Would you print the material exactly, starting at its first line and ending at the line holding "const STI_ST: &[Op] = &[Op::Sti, Op::St0];"?
=== Begin Enclosure ===
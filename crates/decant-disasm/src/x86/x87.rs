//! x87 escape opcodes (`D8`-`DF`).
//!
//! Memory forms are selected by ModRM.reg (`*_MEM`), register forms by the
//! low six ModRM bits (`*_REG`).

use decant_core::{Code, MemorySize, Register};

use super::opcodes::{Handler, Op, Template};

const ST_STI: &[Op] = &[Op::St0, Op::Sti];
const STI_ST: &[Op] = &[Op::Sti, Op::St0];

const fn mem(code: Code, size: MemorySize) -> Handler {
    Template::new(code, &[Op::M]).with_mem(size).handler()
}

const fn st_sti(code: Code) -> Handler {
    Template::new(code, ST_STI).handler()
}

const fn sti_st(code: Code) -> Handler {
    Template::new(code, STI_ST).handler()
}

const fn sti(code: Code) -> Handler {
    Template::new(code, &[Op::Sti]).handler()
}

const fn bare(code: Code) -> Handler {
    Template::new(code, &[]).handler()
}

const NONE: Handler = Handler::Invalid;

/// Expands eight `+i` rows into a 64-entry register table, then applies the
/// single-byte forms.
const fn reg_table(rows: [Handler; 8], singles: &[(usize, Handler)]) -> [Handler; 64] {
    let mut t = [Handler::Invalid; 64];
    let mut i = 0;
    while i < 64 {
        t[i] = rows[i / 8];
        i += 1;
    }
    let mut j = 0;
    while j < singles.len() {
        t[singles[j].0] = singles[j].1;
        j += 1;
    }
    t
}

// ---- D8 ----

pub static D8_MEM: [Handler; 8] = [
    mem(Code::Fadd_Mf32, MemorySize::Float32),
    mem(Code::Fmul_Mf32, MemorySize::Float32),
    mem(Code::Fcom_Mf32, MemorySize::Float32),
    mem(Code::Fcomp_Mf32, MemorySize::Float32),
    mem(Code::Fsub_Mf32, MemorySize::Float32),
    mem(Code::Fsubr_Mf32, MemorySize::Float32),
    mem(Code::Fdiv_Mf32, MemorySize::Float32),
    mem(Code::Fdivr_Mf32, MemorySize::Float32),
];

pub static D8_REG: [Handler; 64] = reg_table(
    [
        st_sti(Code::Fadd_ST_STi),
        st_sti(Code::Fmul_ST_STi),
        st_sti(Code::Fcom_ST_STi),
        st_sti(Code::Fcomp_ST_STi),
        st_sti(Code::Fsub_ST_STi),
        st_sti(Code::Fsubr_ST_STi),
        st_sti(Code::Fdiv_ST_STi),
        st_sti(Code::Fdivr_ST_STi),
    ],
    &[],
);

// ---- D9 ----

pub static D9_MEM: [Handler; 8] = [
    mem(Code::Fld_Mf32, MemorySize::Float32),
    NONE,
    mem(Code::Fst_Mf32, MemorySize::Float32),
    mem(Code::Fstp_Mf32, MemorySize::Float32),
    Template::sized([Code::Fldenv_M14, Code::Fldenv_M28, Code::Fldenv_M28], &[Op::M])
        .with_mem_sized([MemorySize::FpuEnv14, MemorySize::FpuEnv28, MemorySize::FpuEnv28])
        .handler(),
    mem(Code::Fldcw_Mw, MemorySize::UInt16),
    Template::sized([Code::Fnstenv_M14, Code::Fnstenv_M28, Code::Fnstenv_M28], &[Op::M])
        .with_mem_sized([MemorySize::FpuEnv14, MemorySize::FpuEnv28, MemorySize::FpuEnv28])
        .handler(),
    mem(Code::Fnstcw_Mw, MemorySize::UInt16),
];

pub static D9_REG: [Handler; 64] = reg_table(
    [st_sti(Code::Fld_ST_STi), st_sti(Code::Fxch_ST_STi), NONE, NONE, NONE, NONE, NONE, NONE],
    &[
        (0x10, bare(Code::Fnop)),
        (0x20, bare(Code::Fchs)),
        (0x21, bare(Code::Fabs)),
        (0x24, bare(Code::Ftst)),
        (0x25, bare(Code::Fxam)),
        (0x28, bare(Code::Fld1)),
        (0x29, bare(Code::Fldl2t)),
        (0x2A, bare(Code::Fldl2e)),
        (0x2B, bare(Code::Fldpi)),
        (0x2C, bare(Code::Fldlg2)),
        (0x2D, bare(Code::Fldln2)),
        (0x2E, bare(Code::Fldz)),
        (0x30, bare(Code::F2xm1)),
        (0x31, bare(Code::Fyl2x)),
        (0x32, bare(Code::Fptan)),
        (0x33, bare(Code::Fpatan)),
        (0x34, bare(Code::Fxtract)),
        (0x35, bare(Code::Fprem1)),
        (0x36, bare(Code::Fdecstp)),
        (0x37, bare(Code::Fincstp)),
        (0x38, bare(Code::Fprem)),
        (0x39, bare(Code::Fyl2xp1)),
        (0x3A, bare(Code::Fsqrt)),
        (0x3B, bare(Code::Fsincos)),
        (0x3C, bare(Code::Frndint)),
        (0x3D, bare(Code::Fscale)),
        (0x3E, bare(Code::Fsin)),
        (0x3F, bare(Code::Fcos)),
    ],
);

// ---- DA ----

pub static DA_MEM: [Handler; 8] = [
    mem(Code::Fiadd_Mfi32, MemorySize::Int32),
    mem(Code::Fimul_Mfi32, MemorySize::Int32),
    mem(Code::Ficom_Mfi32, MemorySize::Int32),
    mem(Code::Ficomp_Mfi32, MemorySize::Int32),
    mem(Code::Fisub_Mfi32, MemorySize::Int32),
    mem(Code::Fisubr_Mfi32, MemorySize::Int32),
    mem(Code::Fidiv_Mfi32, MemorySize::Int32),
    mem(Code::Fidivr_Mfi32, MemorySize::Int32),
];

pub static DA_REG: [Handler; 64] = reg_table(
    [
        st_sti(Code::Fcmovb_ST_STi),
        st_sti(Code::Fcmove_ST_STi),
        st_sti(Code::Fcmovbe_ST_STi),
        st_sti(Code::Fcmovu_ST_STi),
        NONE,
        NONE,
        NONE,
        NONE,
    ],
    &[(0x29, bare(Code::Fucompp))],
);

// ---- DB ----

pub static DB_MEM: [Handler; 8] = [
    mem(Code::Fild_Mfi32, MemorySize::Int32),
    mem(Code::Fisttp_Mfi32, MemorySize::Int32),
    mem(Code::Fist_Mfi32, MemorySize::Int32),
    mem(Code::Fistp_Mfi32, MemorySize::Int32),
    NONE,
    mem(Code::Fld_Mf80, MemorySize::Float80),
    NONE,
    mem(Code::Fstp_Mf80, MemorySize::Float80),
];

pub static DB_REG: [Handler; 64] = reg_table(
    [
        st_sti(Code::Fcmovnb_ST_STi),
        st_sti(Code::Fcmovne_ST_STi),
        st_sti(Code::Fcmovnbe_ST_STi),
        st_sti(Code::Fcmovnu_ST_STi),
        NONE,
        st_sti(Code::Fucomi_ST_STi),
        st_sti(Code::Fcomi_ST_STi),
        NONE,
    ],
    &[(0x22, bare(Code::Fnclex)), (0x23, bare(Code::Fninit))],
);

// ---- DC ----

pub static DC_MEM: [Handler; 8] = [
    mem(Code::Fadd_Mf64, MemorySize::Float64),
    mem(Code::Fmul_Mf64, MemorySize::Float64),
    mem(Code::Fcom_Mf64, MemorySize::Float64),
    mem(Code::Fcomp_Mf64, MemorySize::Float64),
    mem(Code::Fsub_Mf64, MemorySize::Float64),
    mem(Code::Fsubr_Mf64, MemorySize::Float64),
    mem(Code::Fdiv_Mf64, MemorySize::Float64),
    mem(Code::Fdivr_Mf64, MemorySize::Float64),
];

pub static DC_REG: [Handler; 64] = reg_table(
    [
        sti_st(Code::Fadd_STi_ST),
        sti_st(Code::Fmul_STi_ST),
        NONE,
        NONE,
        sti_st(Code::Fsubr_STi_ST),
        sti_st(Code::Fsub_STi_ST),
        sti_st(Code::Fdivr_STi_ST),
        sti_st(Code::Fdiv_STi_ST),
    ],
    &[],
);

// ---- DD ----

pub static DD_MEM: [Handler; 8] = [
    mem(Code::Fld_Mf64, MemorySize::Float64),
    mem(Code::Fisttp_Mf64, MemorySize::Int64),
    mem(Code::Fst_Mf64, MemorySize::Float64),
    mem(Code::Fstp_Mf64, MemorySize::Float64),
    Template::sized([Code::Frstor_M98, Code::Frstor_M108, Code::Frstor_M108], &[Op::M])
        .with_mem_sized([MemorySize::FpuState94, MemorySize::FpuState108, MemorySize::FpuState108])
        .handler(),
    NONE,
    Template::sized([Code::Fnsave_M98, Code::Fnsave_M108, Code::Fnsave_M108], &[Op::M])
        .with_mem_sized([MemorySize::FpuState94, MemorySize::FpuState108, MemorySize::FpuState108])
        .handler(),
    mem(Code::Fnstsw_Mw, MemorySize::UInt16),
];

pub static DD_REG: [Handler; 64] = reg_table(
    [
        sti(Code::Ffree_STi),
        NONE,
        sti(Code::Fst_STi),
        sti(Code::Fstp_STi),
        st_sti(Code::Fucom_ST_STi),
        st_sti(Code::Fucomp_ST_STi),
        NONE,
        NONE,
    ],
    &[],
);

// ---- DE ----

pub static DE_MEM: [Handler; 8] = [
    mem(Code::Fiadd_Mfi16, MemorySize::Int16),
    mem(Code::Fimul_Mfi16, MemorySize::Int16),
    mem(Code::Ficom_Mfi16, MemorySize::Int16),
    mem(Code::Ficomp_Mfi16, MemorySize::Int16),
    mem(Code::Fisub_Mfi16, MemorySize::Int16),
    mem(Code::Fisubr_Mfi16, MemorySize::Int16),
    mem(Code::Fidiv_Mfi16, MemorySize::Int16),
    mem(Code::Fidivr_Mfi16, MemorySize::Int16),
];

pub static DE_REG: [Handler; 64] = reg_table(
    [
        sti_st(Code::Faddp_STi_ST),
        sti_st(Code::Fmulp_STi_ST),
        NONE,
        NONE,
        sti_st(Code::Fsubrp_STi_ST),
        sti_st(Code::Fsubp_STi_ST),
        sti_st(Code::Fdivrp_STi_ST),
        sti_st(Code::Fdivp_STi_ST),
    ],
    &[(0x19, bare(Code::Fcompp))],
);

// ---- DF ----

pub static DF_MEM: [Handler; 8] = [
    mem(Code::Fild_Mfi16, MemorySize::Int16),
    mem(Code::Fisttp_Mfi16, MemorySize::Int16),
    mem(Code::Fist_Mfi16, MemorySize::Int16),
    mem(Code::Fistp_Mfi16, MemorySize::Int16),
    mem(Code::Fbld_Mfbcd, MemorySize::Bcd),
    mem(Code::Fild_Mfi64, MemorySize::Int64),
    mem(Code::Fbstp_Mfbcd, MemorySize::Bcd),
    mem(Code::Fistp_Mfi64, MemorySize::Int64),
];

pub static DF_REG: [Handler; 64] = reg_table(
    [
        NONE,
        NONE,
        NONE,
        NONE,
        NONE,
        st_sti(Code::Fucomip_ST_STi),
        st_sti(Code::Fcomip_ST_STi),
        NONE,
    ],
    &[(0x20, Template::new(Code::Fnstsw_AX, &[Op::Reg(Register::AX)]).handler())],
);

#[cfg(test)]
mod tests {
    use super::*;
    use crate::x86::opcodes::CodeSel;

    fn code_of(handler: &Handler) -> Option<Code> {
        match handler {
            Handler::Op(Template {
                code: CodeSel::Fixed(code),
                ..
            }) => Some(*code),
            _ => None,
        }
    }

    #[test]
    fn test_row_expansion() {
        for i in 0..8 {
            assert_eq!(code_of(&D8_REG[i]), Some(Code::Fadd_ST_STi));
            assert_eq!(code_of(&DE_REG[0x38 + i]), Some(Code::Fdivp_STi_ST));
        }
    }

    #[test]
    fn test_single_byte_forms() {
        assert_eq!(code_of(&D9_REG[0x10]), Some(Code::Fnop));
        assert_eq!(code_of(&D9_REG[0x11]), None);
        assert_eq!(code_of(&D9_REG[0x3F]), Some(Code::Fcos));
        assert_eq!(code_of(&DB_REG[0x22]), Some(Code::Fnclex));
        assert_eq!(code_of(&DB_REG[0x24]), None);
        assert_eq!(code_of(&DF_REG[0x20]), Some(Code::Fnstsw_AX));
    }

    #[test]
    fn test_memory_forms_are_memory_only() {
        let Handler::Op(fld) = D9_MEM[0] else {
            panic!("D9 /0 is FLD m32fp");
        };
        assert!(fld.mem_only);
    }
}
=== End Enclosure ===
**TASK RESULT**:
filename crates/decant-disasm/src/x86/x87.rs
//! x87 escape opcodes (`D8`-`DF`).
//!
//! Memory forms are selected by ModRM.reg (`*_MEM`), register forms by the
//! low six ModRM bits (`*_REG`).

use decant_core::{Code, MemorySize, Register};

use super::opcodes::{Handler, Op, Template};

const ST_STI: &[Op] = &[Op::St0, Op::Sti];
const STI_ST: &[Op] = &[Op::Sti, Op::St0];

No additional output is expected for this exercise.